## What is needed
Beneath this instruction is a block of data; output from it exactly the lines that run from the one containing "parts.extensions.insert(ctx.request_id.clone());" through the one containing "if let Some(ip) = real_ip", inclusive.

## Listed records
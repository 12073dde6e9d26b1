use thiserror::Error;

/// Failures the interceptor recovers from locally.
#[derive(Debug, Error)]
pub enum CaptureError {
    #[error("failed to read request body after {captured} bytes: {source}")]
    BodyRead {
        captured: usize,
        #[source]
        source: axum::Error,
    },
}
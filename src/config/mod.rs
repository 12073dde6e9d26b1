use anyhow::Result;
use serde::{Deserialize, Serialize};

use crate::middleware::RequestLoggerOptions;

#[derive(Debug, Clone, Serialize, Deserialize)]
pub struct AppConfig {
    pub server: ServerConfig,
    pub metrics: MetricsConfig,
    pub logging: LoggingConfig,
    #[serde(default)]
    pub logger: RequestLoggerOptions,
}

#[derive(Debug, Clone, Serialize, Deserialize)]
pub struct ServerConfig {
    pub host: String,
    pub port: u16,
    pub timeout_seconds: u64,
}

#[derive(Debug, Clone, Serialize, Deserialize)]
pub struct MetricsConfig {
    pub enabled: bool,
    pub port: u16,
}

#[derive(Debug, Clone, Serialize, Deserialize)]
pub struct LoggingConfig {
    /// `json` or `pretty`.
    pub format: String,
}

impl AppConfig {
    pub fn load() -> Result<Self> {
        let config_path = std::env::var("CONFIG_PATH")
            .unwrap_or_else(|_| "config/default.yaml".to_string());

        let mut builder = config::Config::builder()
            .set_default("server.host", "0.0.0.0")?
            .set_default("server.port", 3000)?
            .set_default("server.timeout_seconds", 30)?
            .set_default("metrics.enabled", false)?
            .set_default("metrics.port", 9000)?
            .set_default("logging.format", "json")?
            .add_source(config::File::with_name(&config_path).required(false))
            .add_source(
                config::Environment::with_prefix("REQUEST_LOGGER")
                    .separator("__")
                    .try_parsing(true),
            );

        // Override with environment variables if present
        if let Ok(host) = std::env::var("HOST") {
            builder = builder.set_override("server.host", host)?;
        }
        if let Ok(port) = std::env::var("PORT") {
            builder = builder.set_override("server.port", port.parse::<u16>()?)?;
        }

        let settings = builder.build()?;
        let config: AppConfig = settings.try_deserialize()?;
        Ok(config)
    }
}
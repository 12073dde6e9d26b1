use std::sync::{Arc, Mutex};

use tracing::Level;

use super::severity::{LogEntry, Severity};

/// Destination for finished log entries.
///
/// Implementations must not panic on arbitrary field values.
pub trait LogSink: Send + Sync {
    fn emit(&self, entry: &LogEntry);
}

/// Forwards entries to the `tracing` subscriber, one event per entry.
#[derive(Debug, Clone, Copy, Default)]
pub struct TracingSink;

macro_rules! emit_event {
    ($level:expr, $entry:expr) => {
        tracing::event!(
            $level,
            request_id = %$entry.request_id,
            client_ip = %$entry.client_ip,
            method = %$entry.method,
            path = %$entry.path,
            params = $entry.params.as_deref(),
            status = $entry.status,
            status_text = %$entry.status_text,
            tier = %$entry.tier,
            request_body = $entry.request_body.as_deref(),
            response_body = $entry.response_body.as_deref(),
            unexpected_status = $entry.unexpected_status,
            "{}",
            $entry.message
        )
    };
}

impl LogSink for TracingSink {
    fn emit(&self, entry: &LogEntry) {
        match entry.severity {
            Severity::Trace => emit_event!(Level::TRACE, entry),
            Severity::Info => emit_event!(Level::INFO, entry),
            Severity::Warn => emit_event!(Level::WARN, entry),
            Severity::Error => emit_event!(Level::ERROR, entry),
        }
    }
}

/// Keeps every entry in memory. Handy in tests.
#[derive(Debug, Clone, Default)]
pub struct MemorySink {
    entries: Arc<Mutex<Vec<LogEntry>>>,
}

impl MemorySink {
    pub fn new() -> Self {
        Self::default()
    }

    pub fn entries(&self) -> Vec<LogEntry> {
        match self.entries.lock() {
            Ok(entries) => entries.clone(),
            Err(poisoned) => poisoned.into_inner().clone(),
        }
    }
}

impl LogSink for MemorySink {
    fn emit(&self, entry: &LogEntry) {
        let mut entries = match self.entries.lock() {
            Ok(entries) => entries,
            Err(poisoned) => poisoned.into_inner(),
        };
        entries.push(entry.clone());
    }
}
// Middleware modules
pub mod capture;
pub mod correlation;
pub mod logging;
pub mod severity;
pub mod sink;

pub use correlation::RequestId;
pub use logging::{request_logger, RequestLogger, RequestLoggerOptions};
pub use severity::{classify, LogEntry, Severity, Tier};
pub use sink::{LogSink, MemorySink, TracingSink};
use axum::{
    body::Bytes,
    extract::Path,
    http::{header::CONTENT_TYPE, HeaderMap, StatusCode},
    response::{IntoResponse, Json, Response},
    Extension,
};
use serde_json::json;
use tracing::{info, warn};

use crate::middleware::RequestId;

/// Echoes the request body back with the caller's content type.
pub async fn echo(headers: HeaderMap, body: Bytes) -> Response {
    info!(bytes = body.len(), "Echo requested");

    match headers.get(CONTENT_TYPE) {
        Some(content_type) => ([(CONTENT_TYPE, content_type.clone())], body).into_response(),
        None => body.into_response(),
    }
}

/// Responds with the status named in the path and a small JSON body.
pub async fn status(
    Path(code): Path<u16>,
    Extension(request_id): Extension<RequestId>,
) -> Response {
    let Ok(status) = StatusCode::from_u16(code) else {
        warn!(code, "Refusing to answer with an invalid status code");
        return (
            StatusCode::BAD_REQUEST,
            Json(json!({ "error": "invalid status code", "code": code })),
        )
            .into_response();
    };

    (
        status,
        Json(json!({
            "status": status.as_u16(),
            "reason": status.canonical_reason(),
            "request_id": request_id.as_str(),
        })),
    )
        .into_response()
}
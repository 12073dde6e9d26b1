use std::fmt;

use axum::http::StatusCode;

/// Outcome class of a finished request, derived from its status code.
#[derive(Debug, Clone, Copy, PartialEq, Eq, Hash)]
pub enum Tier {
    /// `[200, 300)`
    Success,
    /// `[300, 400)`
    Redirection,
    /// `[400, 500)`
    ClientError,
    /// `[500, 600)`
    ServerError,
    /// Anything else: 1xx, codes past 599, negatives.
    Unexpected,
}

/// Log importance, ordered from most to least verbose.
#[derive(Debug, Clone, Copy, PartialEq, Eq, PartialOrd, Ord, Hash)]
pub enum Severity {
    Trace,
    Info,
    Warn,
    Error,
}

/// Maps a status code to exactly one [`Tier`].
///
/// Total over every `i32`; codes outside `[100, 599]` and informational
/// 1xx codes fall into [`Tier::Unexpected`].
pub fn classify(status: i32) -> Tier {
    match status {
        200..=299 => Tier::Success,
        300..=399 => Tier::Redirection,
        400..=499 => Tier::ClientError,
        500..=599 => Tier::ServerError,
        _ => Tier::Unexpected,
    }
}

impl Tier {
    pub fn severity(self) -> Severity {
        match self {
            Tier::Success | Tier::Redirection => Severity::Trace,
            Tier::ClientError => Severity::Warn,
            Tier::ServerError | Tier::Unexpected => Severity::Error,
        }
    }

    pub fn message(self) -> &'static str {
        match self {
            Tier::Success => "Request completed",
            Tier::Redirection => "Request redirected",
            Tier::ClientError => "Bad request response",
            Tier::ServerError => "Server error response",
            Tier::Unexpected => "Unexpected status code",
        }
    }

    pub fn as_str(self) -> &'static str {
        match self {
            Tier::Success => "success",
            Tier::Redirection => "redirection",
            Tier::ClientError => "client_error",
            Tier::ServerError => "server_error",
            Tier::Unexpected => "unexpected",
        }
    }
}

impl fmt::Display for Tier {
    fn fmt(&self, f: &mut fmt::Formatter<'_>) -> fmt::Result {
        f.write_str(self.as_str())
    }
}

impl Severity {
    pub fn as_str(self) -> &'static str {
        match self {
            Severity::Trace => "trace",
            Severity::Info => "info",
            Severity::Warn => "warn",
            Severity::Error => "error",
        }
    }
}

impl fmt::Display for Severity {
    fn fmt(&self, f: &mut fmt::Formatter<'_>) -> fmt::Result {
        f.write_str(self.as_str())
    }
}

/// One structured log entry describing a finished request.
///
/// Bodies are kept apart from the message so sinks can record them as
/// their own fields.
#[derive(Debug, Clone, PartialEq)]
pub struct LogEntry {
    pub severity: Severity,
    pub tier: Tier,
    pub message: &'static str,
    pub request_id: String,
    pub client_ip: String,
    pub method: String,
    pub path: String,
    pub params: Option<String>,
    pub status: i32,
    /// `"200 OK"` style rendering of `status`.
    pub status_text: String,
    pub request_body: Option<String>,
    pub response_body: Option<String>,
    /// Set when the status fell outside every known range.
    pub unexpected_status: bool,
}

/// Inputs for [`build_entry`], borrowed from the request context.
#[derive(Debug, Clone, Copy)]
pub struct Outcome<'a> {
    pub request_id: &'a str,
    pub client_ip: &'a str,
    pub method: &'a str,
    pub path: &'a str,
    pub params: Option<&'a str>,
    pub status: i32,
    pub request_body: Option<&'a [u8]>,
    pub response_body: Option<&'a [u8]>,
}

/// Classifies `outcome.status` and assembles the entry for it.
///
/// Empty bodies are left out of the entry.
pub fn build_entry(outcome: &Outcome<'_>, pretty: bool) -> LogEntry {
    let tier = classify(outcome.status);
    let attach = |body: Option<&[u8]>| {
        body.filter(|b| !b.is_empty())
            .map(|b| render_body(b, pretty))
    };

    LogEntry {
        severity: tier.severity(),
        tier,
        message: tier.message(),
        request_id: outcome.request_id.to_owned(),
        client_ip: outcome.client_ip.to_owned(),
        method: outcome.method.to_owned(),
        path: outcome.path.to_owned(),
        params: outcome.params.map(str::to_owned),
        status: outcome.status,
        status_text: status_text(outcome.status),
        request_body: attach(outcome.request_body),
        response_body: attach(outcome.response_body),
        unexpected_status: tier == Tier::Unexpected,
    }
}

/// Renders a captured body for logging.
///
/// With `pretty` set, JSON bodies are re-indented; anything that does not
/// parse is returned as the original text. Bodies that are not UTF-8 are
/// rendered with `\xNN` escapes so the exact bytes stay recoverable.
pub fn render_body(body: &[u8], pretty: bool) -> String {
    if pretty {
        if let Ok(value) = serde_json::from_slice::<serde_json::Value>(body) {
            if let Ok(formatted) = serde_json::to_string_pretty(&value) {
                return formatted;
            }
        }
    }
    match std::str::from_utf8(body) {
        Ok(text) => text.to_owned(),
        Err(_) => body.escape_ascii().to_string(),
    }
}

fn status_text(status: i32) -> String {
    let reason = u16::try_from(status)
        .ok()
        .and_then(|code| StatusCode::from_u16(code).ok())
        .and_then(|code| code.canonical_reason());

    match reason {
        Some(reason) => format!("{status} {reason}"),
        None => status.to_string(),
    }
}
use std::{net::SocketAddr, sync::Arc};

use axum::{
    body::Body,
    extract::{ConnectInfo, Request, State},
    http::{header::CONTENT_LENGTH, request::Parts, HeaderValue, Method, StatusCode},
    middleware::Next,
    response::Response,
};
use bytes::Bytes;
use serde::{Deserialize, Serialize};
use tracing::{error, Instrument};

use super::{
    capture::{self, CaptureBody},
    correlation::{self, RequestId},
    severity::{self, LogEntry, Outcome, Severity},
    sink::{LogSink, TracingSink},
};
use crate::metrics;

/// Switches supplied when the middleware is constructed.
#[derive(Debug, Clone, Copy, Default, PartialEq, Eq, Serialize, Deserialize)]
#[serde(default)]
pub struct RequestLoggerOptions {
    /// Emit success and redirection entries, which are trace-level.
    pub debug: bool,
    /// Capture and attach the response body.
    pub log_response_body: bool,
    /// Re-indent JSON bodies before attaching them.
    pub pretty_print: bool,
    /// Capture request bodies for every method, not only POST/PUT/PATCH/DELETE.
    pub capture_all_methods: bool,
}

impl RequestLoggerOptions {
    pub fn min_severity(&self) -> Severity {
        if self.debug {
            Severity::Trace
        } else {
            Severity::Info
        }
    }

    pub fn captures_request_body(&self, method: &Method) -> bool {
        self.capture_all_methods
            || matches!(
                *method,
                Method::POST | Method::PUT | Method::PATCH | Method::DELETE
            )
    }
}

/// Middleware state: options plus the sink finished entries go to.
#[derive(Clone)]
pub struct RequestLogger {
    options: RequestLoggerOptions,
    sink: Arc<dyn LogSink>,
}

impl RequestLogger {
    pub fn new(options: RequestLoggerOptions) -> Self {
        Self::with_sink(options, TracingSink)
    }

    pub fn with_sink(options: RequestLoggerOptions, sink: impl LogSink + 'static) -> Self {
        Self {
            options,
            sink: Arc::new(sink),
        }
    }

    pub fn options(&self) -> &RequestLoggerOptions {
        &self.options
    }

    fn emit(&self, entry: &LogEntry) {
        if entry.severity < self.options.min_severity() {
            return;
        }
        metrics::record_entry(entry.tier);
        self.sink.emit(entry);
    }
}

/// Everything known about one request, from entry until its entry is emitted.
struct RequestContext {
    request_id: RequestId,
    client_ip: String,
    method: String,
    path: String,
    params: Option<String>,
    request_body: Option<Bytes>,
}

impl RequestContext {
    fn new(request_id: RequestId, parts: &Parts) -> Self {
        Self {
            request_id,
            client_ip: client_address(parts),
            method: parts.method.to_string(),
            path: parts.uri.path().to_owned(),
            params: parts.uri.query().and_then(format_params),
            request_body: None,
        }
    }

    fn entry(&self, status: StatusCode, response_body: Option<&[u8]>, pretty: bool) -> LogEntry {
        let outcome = Outcome {
            request_id: self.request_id.as_str(),
            client_ip: &self.client_ip,
            method: &self.method,
            path: &self.path,
            params: self.params.as_deref(),
            status: i32::from(status.as_u16()),
            request_body: self.request_body.as_deref(),
            response_body,
        };
        severity::build_entry(&outcome, pretty)
    }
}

/// Request/response logging middleware.
///
/// Mount with `axum::middleware::from_fn_with_state(logger, request_logger)`.
pub async fn request_logger(
    State(logger): State<RequestLogger>,
    request: Request,
    next: Next,
) -> Response {
    let request_id = RequestId::resolve(request.headers());
    let (mut parts, body) = request.into_parts();
    let mut ctx = RequestContext::new(request_id, &parts);

    let body = if logger.options.captures_request_body(&parts.method) {
        let captured = capture::capture_request(body).await;
        if let Some(err) = &captured.error {
            metrics::record_body_read_failure();
            error!(
                request_id = %ctx.request_id,
                client_ip = %ctx.client_ip,
                error = %err,
                "Error while reading request body"
            );
            parts
                .headers
                .insert(CONTENT_LENGTH, HeaderValue::from(captured.bytes.len()));
        }
        metrics::record_captured_request(captured.bytes.len());

        let replay = captured.replay();
        ctx.request_body = Some(captured.bytes);
        replay
    } else {
        body
    };

    correlation::set_header(&mut parts.headers, &ctx.request_id);
    parts.extensions.insert(ctx.request_id.clone());

    let span = tracing::info_span!("request", request_id = %ctx.request_id);
    let mut response = next
        .run(Request::from_parts(parts, body))
        .instrument(span)
        .await;

    correlation::set_header(response.headers_mut(), &ctx.request_id);
    let status = response.status();
    let pretty = logger.options.pretty_print;

    let tier = severity::classify(i32::from(status.as_u16()));
    if tier.severity() < logger.options.min_severity() {
        return response;
    }

    if !logger.options.log_response_body {
        logger.emit(&ctx.entry(status, None, pretty));
        return response;
    }

    let (parts, body) = response.into_parts();
    let body = CaptureBody::new(body, move |captured| {
        logger.emit(&ctx.entry(status, Some(&captured[..]), pretty));
    });
    Response::from_parts(parts, Body::new(body))
}

/// Client address as reported by a fronting proxy, else the peer address.
fn client_address(parts: &Parts) -> String {
    let forwarded = parts
        .headers
        .get("x-forwarded-for")
        .and_then(|value| value.to_str().ok())
        .and_then(|value| value.split(',').next())
        .map(str::trim)
        .filter(|value| !value.is_empty());
    if let Some(ip) = forwarded {
        return ip.to_owned();
    }

    let real_ip = parts
        .headers
        .get("x-real-ip")
        .and_then(|value| value.to_str().ok())
        .map(str::trim)
        .filter(|value| !value.is_empty());
    if let Some(ip) = real_ip {
        return ip.to_owned();
    }

    parts
        .extensions
        .get::<ConnectInfo<SocketAddr>>()
        .map_or_else(|| "unknown".to_owned(), |info| info.0.ip().to_string())
}

/// `a=1&b=2` becomes `a=1, b=2`. Pairs are kept exactly as sent.
fn format_params(query: &str) -> Option<String> {
    let pairs: Vec<&str> = query.split('&').filter(|pair| !pair.is_empty()).collect();
    if pairs.is_empty() {
        None
    } else {
        Some(pairs.join(", "))
    }
}

#[cfg(test)]
mod tests {
    use super::*;

    fn parts(builder: axum::http::request::Builder) -> Parts {
        builder.body(()).unwrap().into_parts().0
    }

    #[test]
    fn params_are_joined_in_order() {
        assert_eq!(
            format_params("param1=value1&param2=value2").as_deref(),
            Some("param1=value1, param2=value2")
        );
        assert_eq!(format_params("flag&&x=%20y").as_deref(), Some("flag, x=%20y"));
        assert_eq!(format_params(""), None);
        assert_eq!(format_params("&"), None);
    }

    #[test]
    fn client_address_prefers_forwarded_headers() {
        let forwarded = parts(
            axum::http::Request::builder()
                .header("x-forwarded-for", "203.0.113.7, 10.0.0.2")
                .header("x-real-ip", "198.51.100.1"),
        );
        assert_eq!(client_address(&forwarded), "203.0.113.7");

        let real_ip = parts(axum::http::Request::builder().header("x-real-ip", "198.51.100.1"));
        assert_eq!(client_address(&real_ip), "198.51.100.1");
    }

    #[test]
    fn client_address_falls_back_to_peer() {
        let mut peer = parts(axum::http::Request::builder());
        assert_eq!(client_address(&peer), "unknown");

        let addr: SocketAddr = "192.0.2.10:45000".parse().unwrap();
        peer.extensions.insert(ConnectInfo(addr));
        assert_eq!(client_address(&peer), "192.0.2.10");
    }

    #[test]
    fn body_capture_policy_by_method() {
        let options = RequestLoggerOptions::default();
        assert!(options.captures_request_body(&Method::POST));
        assert!(options.captures_request_body(&Method::DELETE));
        assert!(!options.captures_request_body(&Method::GET));
        assert!(!options.captures_request_body(&Method::HEAD));

        let uniform = RequestLoggerOptions {
            capture_all_methods: true,
            ..RequestLoggerOptions::default()
        };
        assert!(uniform.captures_request_body(&Method::GET));
    }

    #[test]
    fn debug_lowers_threshold() {
        assert_eq!(RequestLoggerOptions::default().min_severity(), Severity::Info);
        let debug = RequestLoggerOptions {
            debug: true,
            ..RequestLoggerOptions::default()
        };
        assert_eq!(debug.min_severity(), Severity::Trace);
    }
}
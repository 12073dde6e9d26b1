use std::{sync::Arc, time::Duration};

use axum::{
    middleware::from_fn_with_state,
    routing::{any, get, post},
    Router,
};
use tower::ServiceBuilder;
use tower_http::{cors::CorsLayer, timeout::TimeoutLayer};

pub mod config;
pub mod error;
pub mod metrics;
pub mod middleware;
pub mod routes;

use middleware::{request_logger, RequestLogger};

#[derive(Clone)]
pub struct AppState {
    pub config: Arc<config::AppConfig>,
    pub logger: RequestLogger,
}

impl AppState {
    pub fn new(config: config::AppConfig) -> Self {
        let logger = RequestLogger::new(config.logger);
        Self::with_logger(config, logger)
    }

    pub fn with_logger(config: config::AppConfig, logger: RequestLogger) -> Self {
        Self {
            config: Arc::new(config),
            logger,
        }
    }
}

/// Demo application with the request logger mounted over every route.
pub fn create_app(state: AppState) -> Router {
    let timeout = Duration::from_secs(state.config.server.timeout_seconds);

    Router::new()
        .route("/health", get(routes::health::health))
        .route("/echo", post(routes::echo::echo))
        .route("/status/:code", any(routes::echo::status))
        .layer(
            ServiceBuilder::new()
                .layer(CorsLayer::permissive())
                .layer(from_fn_with_state(state.logger.clone(), request_logger))
                .layer(TimeoutLayer::new(timeout)),
        )
        .with_state(state)
}
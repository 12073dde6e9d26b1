use std::net::SocketAddr;

use anyhow::Result;
use metrics_exporter_prometheus::PrometheusBuilder;
use tokio::net::TcpListener;
use tracing::info;
use tracing_subscriber::{layer::SubscriberExt, util::SubscriberInitExt, EnvFilter};

use request_logger::{config::AppConfig, create_app, AppState};

#[tokio::main]
async fn main() -> Result<()> {
    // Load environment variables
    dotenvy::dotenv().ok();

    let config = AppConfig::load()?;

    init_tracing(&config)?;
    info!("Configuration loaded successfully");

    init_metrics(&config)?;

    let addr = format!("{}:{}", config.server.host, config.server.port);
    let app = create_app(AppState::new(config));

    let listener = TcpListener::bind(&addr).await?;
    info!("Request logger demo listening on {}", addr);

    axum::serve(
        listener,
        app.into_make_service_with_connect_info::<SocketAddr>(),
    )
    .await?;

    Ok(())
}

fn init_tracing(config: &AppConfig) -> Result<()> {
    let default_level = if config.logger.debug { "trace" } else { "info" };
    let filter = EnvFilter::try_from_default_env()
        .or_else(|_| EnvFilter::try_new(default_level))?;

    let subscriber = tracing_subscriber::registry().with(filter);

    match config.logging.format.as_str() {
        "json" => subscriber
            .with(tracing_subscriber::fmt::layer().json())
            .try_init()?,
        _ => subscriber.with(tracing_subscriber::fmt::layer()).try_init()?,
    }

    Ok(())
}

fn init_metrics(config: &AppConfig) -> Result<()> {
    if config.metrics.enabled {
        PrometheusBuilder::new()
            .with_http_listener(([0, 0, 0, 0], config.metrics.port))
            .install()?;

        info!("Metrics exporter initialized on port {}", config.metrics.port);
    }

    Ok(())
}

## Written response
    parts.extensions.insert(ctx.request_id.clone());

    let span = tracing::info_span!("request", request_id = %ctx.request_id);
    let mut response = next
        .run(Request::from_parts(parts, body))
        .instrument(span)
        .await;

    correlation::set_header(response.headers_mut(), &ctx.request_id);
    let status = response.status();
    let pretty = logger.options.pretty_print;

    let tier = severity::classify(i32::from(status.as_u16()));
    if tier.severity() < logger.options.min_severity() {
        return response;
    }

    if !logger.options.log_response_body {
        logger.emit(&ctx.entry(status, None, pretty));
        return response;
    }

    let (parts, body) = response.into_parts();
    let body = CaptureBody::new(body, move |captured| {
        logger.emit(&ctx.entry(status, Some(&captured[..]), pretty));
    });
    Response::from_parts(parts, Body::new(body))
}

/// Client address as reported by a fronting proxy, else the peer address.
fn client_address(parts: &Parts) -> String {
    let forwarded = parts
        .headers
        .get("x-forwarded-for")
        .and_then(|value| value.to_str().ok())
        .and_then(|value| value.split(',').next())
        .map(str::trim)
        .filter(|value| !value.is_empty());
    if let Some(ip) = forwarded {
        return ip.to_owned();
    }

    let real_ip = parts
        .headers
        .get("x-real-ip")
        .and_then(|value| value.to_str().ok())
        .map(str::trim)
        .filter(|value| !value.is_empty());
    if let Some(ip) = real_ip {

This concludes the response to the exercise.